Regional television is a now an impending reality, its seeds having been planted firmly in a parliamentary Act. The task of suggesting a functional model for the new format is the domain of the Independent Communications Authority of South Africa (Icasa), and the fruits of their copious research can be found in a lengthy document open for public discussion.

No doubt the document will inspire impassioned debate and stimulate inquiry from advertisers and content manufacturers alike, but while the advertising industry has taken the gap to question the plausibility of regional markets, producers have not made a persuasive case for how quality programming might be ensured.

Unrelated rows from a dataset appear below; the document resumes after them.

//! Value types shared by the tracker, simulator and map

use chrono::{DateTime, Utc};
use serde::{Deserialize, Serialize};
use utoipa::ToSchema;
use uuid::Uuid;

use crate::error::LocationError;

/// A latitude/longitude pair in decimal degrees
#[derive(Debug, Clone, Copy, PartialEq, Serialize, Deserialize, ToSchema)]
pub struct Coordinates {
    pub latitude: f64,
    pub longitude: f64,
}

impl Coordinates {
    pub fn new(latitude: f64, longitude: f64) -> Self {
        Self { latitude, longitude }
    }
}

/// One fix from a location source
#[derive(Debug, Clone, Copy, PartialEq, Serialize, Deserialize, ToSchema)]
pub struct PositionSample {
    pub latitude: f64,
    pub longitude: f64,
    /// Horizontal accuracy radius in meters
    pub accuracy: f64,
}

impl PositionSample {
    pub fn coordinates(&self) -> Coordinates {
        Coordinates::new(self.latitude, self.longitude)
    }
}

/// Something a location watch delivers
#[derive(Debug, Clone, PartialEq)]
pub enum LocationEvent {
    Fix(PositionSample),
    Error(LocationError),
}

#[derive(Debug, Clone, Copy, PartialEq, Eq, Serialize, Deserialize, ToSchema)]
#[serde(rename_all = "lowercase")]
pub enum LogLevel {
    Info,
    Success,
    Warning,
    Error,
}

/// One line of a tracker session's activity log
#[derive(Debug, Clone, PartialEq, Serialize, Deserialize, ToSchema)]
pub struct ActivityEntry {
    pub at: DateTime<Utc>,
    pub level: LogLevel,
    pub message: String,
}

/// Lifecycle state of a tracker session
#[derive(Debug, Clone, Copy, PartialEq, Eq, Serialize, Deserialize, ToSchema)]
#[serde(rename_all = "lowercase")]
pub enum TrackingState {
    Idle,
    Tracking,
}

/// Snapshot of a tracker session returned to the tracker page
#[derive(Debug, Clone, Serialize, ToSchema)]
pub struct TrackingStatus {
    pub session_id: Uuid,
    pub device_id: Option<Uuid>,
    pub state: TrackingState,
    pub is_active: bool,
    /// Whether the page should currently hold a screen wake lock
    pub wake_lock_held: bool,
    pub last_position: Option<PositionSample>,
    /// Most recent entry first
    pub activity_log: Vec<ActivityEntry>,
}

/// Snapshot of the simulator returned to the simulator page
#[derive(Debug, Clone, Serialize, ToSchema)]
pub struct SimulationStatus {
    pub device_id: Option<Uuid>,
    pub running: bool,
    pub current_position: Option<Coordinates>,
    pub last_error: Option<String>,
}
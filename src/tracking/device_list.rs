use indexmap::IndexMap;
use uuid::Uuid;

use crate::models::{Device, DevicePatch};

/// In-memory device list of a track viewer, keyed by id in load order
///
/// Only the initial load replaces devices wholesale; afterwards changes are
/// merged field by field.
#[derive(Debug, Clone, Default)]
pub struct DeviceList {
    devices: IndexMap<Uuid, Device>,
}

impl DeviceList {
    pub fn new(devices: Vec<Device>) -> Self {
        Self {
            devices: devices.into_iter().map(|d| (d.id, d)).collect(),
        }
    }

    /// Replace the whole list with a fresh load
    pub fn load(&mut self, devices: Vec<Device>) {
        *self = Self::new(devices);
    }

    /// Merge a change into the matching device
    ///
    /// Returns the merged device, or `None` when the id is not in the list.
    /// Order is preserved and repeated patches are harmless.
    pub fn merge(&mut self, patch: &DevicePatch) -> Option<&Device> {
        let device = self.devices.get_mut(&patch.id)?;
        device.apply_patch(patch);
        Some(device)
    }

    pub fn get(&self, id: Uuid) -> Option<&Device> {
        self.devices.get(&id)
    }

    pub fn iter(&self) -> impl Iterator<Item = &Device> {
        self.devices.values()
    }

    pub fn len(&self) -> usize {
        self.devices.len()
    }

    pub fn is_empty(&self) -> bool {
        self.devices.is_empty()
    }

    pub fn to_vec(&self) -> Vec<Device> {
        self.devices.values().cloned().collect()
    }
}

#[cfg(test)]
mod tests {
    use super::*;
    use crate::models::device::sample_device;
    use crate::models::DeviceStatus;
    use serde_json::json;

    fn patch(value: serde_json::Value) -> DevicePatch {
        serde_json::from_value(value).unwrap()
    }

    #[test]
    fn test_merge_keeps_untouched_fields() {
        let d1 = Uuid::new_v4();
        let d2 = Uuid::new_v4();
        let mut list = DeviceList::new(vec![
            sample_device(d1, "Phone B"),
            sample_device(d2, "Phone A"),
        ]);

        let merged = list
            .merge(&patch(json!({ "id": d2, "status": "lost" })))
            .cloned()
            .unwrap();

        assert_eq!(merged.status, DeviceStatus::Lost);
        assert_eq!(merged.device_name, "Phone A");
        assert_eq!(list.get(d1).unwrap().status, DeviceStatus::Active);
    }

    #[test]
    fn test_merge_is_idempotent() {
        let d1 = Uuid::new_v4();
        let mut list = DeviceList::new(vec![sample_device(d1, "Phone A")]);
        let change = patch(json!({
            "id": d1,
            "incident_latitude": -22.5609,
            "incident_longitude": 17.0658,
            "incident_location": "Live Tracker: -22.56090, 17.06580 (Accuracy: 12m)",
        }));

        list.merge(&change);
        let once = list.to_vec();
        list.merge(&change);

        assert_eq!(list.to_vec(), once);
    }

    #[test]
    fn test_merge_preserves_order_and_ignores_unknown_ids() {
        let ids: Vec<Uuid> = (0..3).map(|_| Uuid::new_v4()).collect();
        let mut list = DeviceList::new(
            ids.iter()
                .map(|id| sample_device(*id, "Phone"))
                .collect(),
        );

        list.merge(&patch(json!({ "id": ids[2], "status": "stolen" })));
        list.merge(&patch(json!({ "id": ids[0], "status": "lost" })));
        assert!(list.merge(&patch(json!({ "id": Uuid::new_v4(), "status": "lost" }))).is_none());

        let order: Vec<Uuid> = list.iter().map(|d| d.id).collect();
        assert_eq!(order, ids);
        assert_eq!(list.len(), 3);
    }
}
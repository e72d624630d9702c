use std::collections::VecDeque;

use chrono::Utc;

use crate::models::tracking::{ActivityEntry, LogLevel};

/// Bounded activity log, most recent entry first
#[derive(Debug, Clone)]
pub struct ActivityLog {
    capacity: usize,
    entries: VecDeque<ActivityEntry>,
}

impl ActivityLog {
    pub fn new(capacity: usize) -> Self {
        Self {
            capacity,
            entries: VecDeque::with_capacity(capacity),
        }
    }

    pub fn push(&mut self, level: LogLevel, message: impl Into<String>) {
        self.entries.push_front(ActivityEntry {
            at: Utc::now(),
            level,
            message: message.into(),
        });
        self.entries.truncate(self.capacity);
    }

    pub fn info(&mut self, message: impl Into<String>) {
        self.push(LogLevel::Info, message);
    }

    pub fn success(&mut self, message: impl Into<String>) {
        self.push(LogLevel::Success, message);
    }

    pub fn warning(&mut self, message: impl Into<String>) {
        self.push(LogLevel::Warning, message);
    }

    pub fn error(&mut self, message: impl Into<String>) {
        self.push(LogLevel::Error, message);
    }

    pub fn entries(&self) -> impl Iterator<Item = &ActivityEntry> {
        self.entries.iter()
    }

    pub fn to_vec(&self) -> Vec<ActivityEntry> {
        self.entries.iter().cloned().collect()
    }

    pub fn len(&self) -> usize {
        self.entries.len()
    }

    pub fn is_empty(&self) -> bool {
        self.entries.is_empty()
    }
}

Quality content is the key to successful regional broadcast, and by extension secures advertising. And without dispute, revenue from advertising makes regional television networks economically viable in the long run.

So the question that seems to be begging in the economic analysis is the one that requires the most urgent attention. Can sufficient quality local content be generated for regional networks when there seems to be a crisis for local content on national broadcast channels? The operative emphasis here is quality! Producing more local content because it serves a legislative mandate is neither enticing for advertisers nor, in turn, for audiences.

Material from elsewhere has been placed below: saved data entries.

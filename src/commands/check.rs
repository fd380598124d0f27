//! The `practicum check` command.

use std::path::Path;

use anyhow::Result;
use practicum::Config;
use practicum::codec::{self, BlockDiagnostic, BlockOutcome};
use practicum::data::load_test_text;

pub fn execute(file: &Path, config: &Config) -> Result<()> {
    let text = load_test_text(file)?;
    let report = codec::decode_with(&text, config.mark_policy());

    for block in &report.blocks {
        println!("{}", describe(block));
    }
    println!(
        "\n{} question(s) accepted, {} block(s) dropped.",
        report.questions.len(),
        report.dropped_count()
    );

    config.gate().admit(report)?;
    println!("Test is ready to save.");
    Ok(())
}

fn describe(block: &BlockDiagnostic) -> String {
    let title = block.question_text.as_deref().unwrap_or("(no question text)");
    let mut line = match &block.outcome {
        BlockOutcome::Accepted { order_number } => {
            format!("  block {}: question {} - {}", block.block_number, order_number, title)
        }
        BlockOutcome::Dropped(reason) => {
            format!("  block {}: DROPPED ({}) - {}", block.block_number, reason, title)
        }
    };

    if block.has_warnings() {
        if block.ignored_options > 0 {
            line.push_str(&format!(
                "\n    WARNING: {} extra choice(s) ignored",
                block.ignored_options
            ));
        }
        if block.marks > 1 {
            line.push_str(&format!(
                "\n    WARNING: {} choices marked correct, the last one wins",
                block.marks
            ));
        }
    }
    line
}

#[cfg(test)]
mod tests {
    use super::*;
    use practicum::codec::decode_report;

    #[test]
    fn test_describe_dropped_block() {
        let report = decode_report("+++++ Q1\n==== a\n==== b");
        let line = describe(&report.blocks[0]);
        assert!(line.contains("block 1: DROPPED"));
        assert!(line.contains("only 2 of 4 answer choices"));
    }

    #[test]
    fn test_describe_warns_about_marks() {
        let report = decode_report("+++++ Q1\n====# a\n==== b\n====# c\n==== d\n==== e");
        let line = describe(&report.blocks[0]);
        assert!(line.contains("question 1 - Q1"));
        assert!(line.contains("1 extra choice(s) ignored"));
        assert!(line.contains("2 choices marked correct"));
    }
}
use ratatui::{
    prelude::*,
    widgets::{Paragraph, Wrap},
};

use crate::app::App;
use crate::models::{OptionLabel, TestQuestion};

pub fn render(frame: &mut Frame, area: Rect, app: &App) {
    let Some(question) = app.current_question() else {
        return;
    };

    let chunks = Layout::vertical([
        Constraint::Length(1),
        Constraint::Length(4),
        Constraint::Fill(1),
        Constraint::Length(1),
    ])
    .margin(2)
    .split(area);

    render_progress(frame, chunks[0], app);
    render_question_text(frame, chunks[1], &question.question);
    render_options(frame, chunks[2], question, app.selected_option());
    render_controls(frame, chunks[3]);
}

fn render_progress(frame: &mut Frame, area: Rect, app: &App) {
    let progress = format!(
        "{}  {}/{}",
        app.practical().title,
        app.current_question_number(),
        app.total_questions()
    );
    let widget = Paragraph::new(progress)
        .alignment(Alignment::Right)
        .fg(Color::DarkGray);
    frame.render_widget(widget, area);
}

fn render_question_text(frame: &mut Frame, area: Rect, text: &str) {
    let widget = Paragraph::new(text)
        .wrap(Wrap { trim: true })
        .fg(Color::White)
        .bold();
    frame.render_widget(widget, area);
}

fn render_options(frame: &mut Frame, area: Rect, question: &TestQuestion, selected: OptionLabel) {
    let mut lines: Vec<Line> = Vec::with_capacity(OptionLabel::ALL.len() * 2);

    for label in OptionLabel::ALL {
        let is_selected = label == selected;
        let style = if is_selected {
            Style::default().fg(Color::Cyan).bold()
        } else {
            Style::default().fg(Color::Gray)
        };
        let marker = if is_selected { ">" } else { " " };

        lines.push(Line::from(vec![
            Span::styled(format!(" {} ", marker), style),
            Span::styled(format!("{}. ", label), style),
            Span::styled(question.option(label), style),
        ]));
        lines.push(Line::from(""));
    }

    frame.render_widget(Paragraph::new(lines).wrap(Wrap { trim: false }), area);
}

fn render_controls(frame: &mut Frame, area: Rect) {
    let widget = Paragraph::new("j/k navigate  ·  a-d pick  ·  enter answer  ·  q quit")
        .alignment(Alignment::Center)
        .fg(Color::DarkGray);
    frame.render_widget(widget, area);
}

Yet contrary to what we may assume, the quality of local content has seen a vast improvement and even though many of us complain that there is ‘nothing good to watch on TV” many South Africans (often privileged households with satellite TV) rarely watch home-grown productions. Local shows appear to generate media attention only if bound in controversy and political dispute. And this often reveals nothing of the quality of the content itself, but is rather about what is being represented.

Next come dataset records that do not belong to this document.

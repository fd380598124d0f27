use chrono::{DateTime, Utc};
use serde::{Deserialize, Serialize};
use uuid::Uuid;

/// Publication state of a lecture, practical or independent work.
#[derive(Debug, Clone, Copy, PartialEq, Eq, Default, Serialize, Deserialize)]
#[serde(rename_all = "lowercase")]
pub enum Status {
    #[default]
    Draft,
    Published,
    Archived,
}

impl Status {
    pub fn is_published(self) -> bool {
        matches!(self, Status::Published)
    }
}

impl std::fmt::Display for Status {
    fn fmt(&self, f: &mut std::fmt::Formatter<'_>) -> std::fmt::Result {
        let name = match self {
            Status::Draft => "draft",
            Status::Published => "published",
            Status::Archived => "archived",
        };
        f.write_str(name)
    }
}

impl std::str::FromStr for Status {
    type Err = String;

    fn from_str(s: &str) -> Result<Self, Self::Err> {
        match s.to_ascii_lowercase().as_str() {
            "draft" => Ok(Status::Draft),
            "published" => Ok(Status::Published),
            "archived" => Ok(Status::Archived),
            other => Err(format!("unknown status: {}", other)),
        }
    }
}

#[derive(Debug, Clone, PartialEq, Serialize, Deserialize)]
pub struct Lecture {
    pub id: Uuid,
    pub title: String,
    pub description: Option<String>,
    pub content: String,
    pub video_url: Option<String>,
    pub file_url: Option<String>,
    pub file_name: Option<String>,
    pub order_number: u32,
    pub status: Status,
    pub created_by: Uuid,
    pub created_at: DateTime<Utc>,
    pub updated_at: DateTime<Utc>,
}

#[derive(Debug, Clone, Default)]
pub struct NewLecture {
    pub title: String,
    pub description: Option<String>,
    pub content: String,
    pub video_url: Option<String>,
    pub file_url: Option<String>,
    pub file_name: Option<String>,
    pub order_number: u32,
    pub status: Status,
    pub created_by: Uuid,
}

/// Partial update; `None` leaves a field unchanged.
#[derive(Debug, Clone, Default)]
pub struct LectureUpdate {
    pub title: Option<String>,
    pub description: Option<Option<String>>,
    pub content: Option<String>,
    pub video_url: Option<Option<String>>,
    pub file: Option<Option<Attachment>>,
    pub order_number: Option<u32>,
    pub status: Option<Status>,
}

impl Lecture {
    pub fn from_new(new: NewLecture) -> Self {
        let now = Utc::now();
        Self {
            id: Uuid::new_v4(),
            title: new.title,
            description: new.description,
            content: new.content,
            video_url: new.video_url,
            file_url: new.file_url,
            file_name: new.file_name,
            order_number: new.order_number,
            status: new.status,
            created_by: new.created_by,
            created_at: now,
            updated_at: now,
        }
    }

    pub fn apply(&mut self, update: LectureUpdate) {
        if let Some(title) = update.title {
            self.title = title;
        }
        if let Some(description) = update.description {
            self.description = description;
        }
        if let Some(content) = update.content {
            self.content = content;
        }
        if let Some(video_url) = update.video_url {
            self.video_url = video_url;
        }
        if let Some(file) = update.file {
            (self.file_url, self.file_name) = Attachment::split(file);
        }
        if let Some(order_number) = update.order_number {
            self.order_number = order_number;
        }
        if let Some(status) = update.status {
            self.status = status;
        }
        self.updated_at = Utc::now();
    }
}

/// Stored-file metadata attached to a content record.
///
/// Uploading is done elsewhere; only the resulting location is kept.
#[derive(Debug, Clone, PartialEq, Eq)]
pub struct Attachment {
    pub url: String,
    pub name: String,
}

impl Attachment {
    fn split(file: Option<Attachment>) -> (Option<String>, Option<String>) {
        match file {
            Some(file) => (Some(file.url), Some(file.name)),
            None => (None, None),
        }
    }
}

#[derive(Debug, Clone, PartialEq, Serialize, Deserialize)]
pub struct Practical {
    pub id: Uuid,
    pub title: String,
    pub description: Option<String>,
    pub file_url: Option<String>,
    pub file_name: Option<String>,
    pub order_number: u32,
    pub status: Status,
    pub created_by: Uuid,
    pub created_at: DateTime<Utc>,
    pub updated_at: DateTime<Utc>,
}

#[derive(Debug, Clone, Default)]
pub struct NewPractical {
    pub title: String,
    pub description: Option<String>,
    pub file_url: Option<String>,
    pub file_name: Option<String>,
    pub order_number: u32,
    pub status: Status,
    pub created_by: Uuid,
}

#[derive(Debug, Clone, Default)]
pub struct PracticalUpdate {
    pub title: Option<String>,
    pub description: Option<Option<String>>,
    pub file: Option<Option<Attachment>>,
    pub order_number: Option<u32>,
    pub status: Option<Status>,
}

impl Practical {
    pub fn from_new(new: NewPractical) -> Self {
        let now = Utc::now();
        Self {
            id: Uuid::new_v4(),
            title: new.title,
            description: new.description,
            file_url: new.file_url,
            file_name: new.file_name,
            order_number: new.order_number,
            status: new.status,
            created_by: new.created_by,
            created_at: now,
            updated_at: now,
        }
    }

    pub fn apply(&mut self, update: PracticalUpdate) {
        if let Some(title) = update.title {
            self.title = title;
        }
        if let Some(description) = update.description {
            self.description = description;
        }
        if let Some(file) = update.file {
            (self.file_url, self.file_name) = Attachment::split(file);
        }
        if let Some(order_number) = update.order_number {
            self.order_number = order_number;
        }
        if let Some(status) = update.status {
            self.status = status;
        }
        self.updated_at = Utc::now();
    }
}

#[derive(Debug, Clone, PartialEq, Serialize, Deserialize)]
pub struct IndependentWork {
    pub id: Uuid,
    pub title: String,
    pub description: Option<String>,
    pub content: String,
    pub file_url: Option<String>,
    pub file_name: Option<String>,
    pub order_number: u32,
    pub status: Status,
    pub created_by: Uuid,
    pub created_at: DateTime<Utc>,
    pub updated_at: DateTime<Utc>,
}

#[derive(Debug, Clone, Default)]
pub struct NewIndependentWork {
    pub title: String,
    pub description: Option<String>,
    pub content: String,
    pub file_url: Option<String>,
    pub file_name: Option<String>,
    pub order_number: u32,
    pub status: Status,
    pub created_by: Uuid,
}

#[derive(Debug, Clone, Default)]
pub struct IndependentWorkUpdate {
    pub title: Option<String>,
    pub description: Option<Option<String>>,
    pub content: Option<String>,
    pub file: Option<Option<Attachment>>,
    pub order_number: Option<u32>,
    pub status: Option<Status>,
}

impl IndependentWork {
    pub fn from_new(new: NewIndependentWork) -> Self {
        let now = Utc::now();
        Self {
            id: Uuid::new_v4(),
            title: new.title,
            description: new.description,
            content: new.content,
            file_url: new.file_url,
            file_name: new.file_name,
            order_number: new.order_number,
            status: new.status,
            created_by: new.created_by,
            created_at: now,
            updated_at: now,
        }
    }

    pub fn apply(&mut self, update: IndependentWorkUpdate) {
        if let Some(title) = update.title {
            self.title = title;
        }
        if let Some(description) = update.description {
            self.description = description;
        }
        if let Some(content) = update.content {
            self.content = content;
        }
        if let Some(file) = update.file {
            (self.file_url, self.file_name) = Attachment::split(file);
        }
        if let Some(order_number) = update.order_number {
            self.order_number = order_number;
        }
        if let Some(status) = update.status {
            self.status = status;
        }
        self.updated_at = Utc::now();
    }
}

The solution to creating quality local content is not to make the national broadcaster fully responsible, once more, for commissioning or generating it, but to find avenues to stimulate competitive productions between the regions. In order to do this the idea of regional television has to be defined in much broader terms.

The cultural specifics of a region, public access facilities and community television projects have to be encouraged to develop skills and content which will meet the direct interests of the communities they serve.

More importantly, innovation to meet language needs and cultural interests are not always to be found in the conventional television genres of sitcoms, soap operas and drama series. This is why opening up the definitions of regional broadcast could yield exciting and original possibilities for content creation.

Popular shows like Backstage, Egoli , Generations, Yizo Yizo (currently in production for a third season), Gazlam (in its second season) privilege urban and ‘modern’ spaces. Rarely, if ever, do they involve traditional values and customs, or offer stories which foreground the challenges of moving between rural and urban spaces.

We need to remind ourselves while we sit in the urban spaces of Gauteng, Cape Town and Durban that regional television is aimed primarily at meeting the interests of those not represented in city stories or township stories.

This spring, let’s be reminded of the hills in Transkei, the valleys of the Limpopo Province and mountains of the Cape – where stories of customs and ritual in different languages offer us complex insights into peoples lives rather than newspaper headlines.

Dr. Jyoti Mistry is Head of Television in the Wits School of Arts at the University of the Witwatersrand.